_Stored data entries_:
::::::::
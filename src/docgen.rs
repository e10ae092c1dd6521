use rlistview::{BlockDocument, DocumentWriter, VirtualDocumentReader};
use anyhow::Result;
use std::env;

struct Config {
    num_roots: usize,
    max_depth: usize,
    max_children: usize,
    seed: u64,
    output_file: Option<String>,
    use_brotli: bool,
}

impl Default for Config {
    fn default() -> Self {
        Config {
            num_roots: 8,
            max_depth: 4,
            max_children: 6,
            seed: 42,
            output_file: None,
            use_brotli: false,
        }
    }
}

/// Reads the value following flag `args[*i]`, advancing `i`.
fn flag_value<'a>(args: &'a [String], i: &mut usize) -> Result<&'a str> {
    let flag = &args[*i];
    *i += 1;
    match args.get(*i) {
        Some(value) => Ok(value.as_str()),
        None => anyhow::bail!("{} requires an argument", flag),
    }
}

fn parse_args() -> Result<Config> {
    let args: Vec<String> = env::args().collect();
    let mut config = Config::default();

    let mut i = 1;
    while i < args.len() {
        match args[i].as_str() {
            "-roots" => config.num_roots = flag_value(&args, &mut i)?.parse()?,
            "-depth" => config.max_depth = flag_value(&args, &mut i)?.parse()?,
            "-children" => config.max_children = flag_value(&args, &mut i)?.parse()?,
            "-seed" => config.seed = flag_value(&args, &mut i)?.parse()?,
            "-out" | "-o" => config.output_file = Some(flag_value(&args, &mut i)?.to_string()),
            "-brotli" => {
                config.use_brotli = true;
            }
            "-h" | "-help" | "--help" => {
                print_help();
                std::process::exit(0);
            }
            other => {
                log::warn!("Unknown argument: {}", other);
            }
        }
        i += 1;
    }

    if config.num_roots == 0 {
        anyhow::bail!("-roots must be at least 1");
    }

    Ok(config)
}

fn print_help() {
    println!("Block Document Generator");
    println!("Usage: listview-gen [OPTIONS]");
    println!();
    println!("OPTIONS:");
    println!("  -roots <N>             Maximum number of top-level blocks (default: 8)");
    println!("  -depth <N>             Maximum nesting depth (default: 4)");
    println!("  -children <N>          Maximum inner blocks per container (default: 6)");
    println!("  -seed <N>              Random seed (default: 42)");
    println!("  -out, -o <FILE>        Output file path (default: document.blocks)");
    println!("  -brotli                Write compressed output using Brotli (appends .br if missing)");
    println!("  -h, -help, --help      Show this help message");
}

/// Resolves the output file. With `-brotli`, the `.br` suffix that turns on
/// compression in `DocumentWriter` is added when missing.
fn output_path(config: &Config) -> String {
    let path = config.output_file.clone()
        .unwrap_or_else(|| "document.blocks".to_string());

    if config.use_brotli && !path.ends_with(".br") {
        let compressed = format!("{}.br", path);
        if config.output_file.is_some() {
            log::warn!("-brotli given; writing {} instead of {}", compressed, path);
        }
        compressed
    } else {
        path
    }
}

fn main() -> Result<()> {
    env_logger::Builder::from_env(env_logger::Env::default().default_filter_or("info")).init();

    let config = parse_args()?;

    let output_path = output_path(&config);

    let document = VirtualDocumentReader::with_config(
        config.num_roots,
        config.max_depth,
        config.max_children,
        config.seed,
    )
    .generate();

    let mut writer = DocumentWriter::new(&output_path)?;
    writer.write_document(&document)?;
    writer.flush()?;

    println!("Wrote {} blocks to: {}", document.block_count(), output_path);

    Ok(())
}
::::::::
_EXERCISE DETAILS_: Say how many lines in the entries contain the string "warn". Nothing else belongs in the reply.

_SOLUTION BELOW_: 2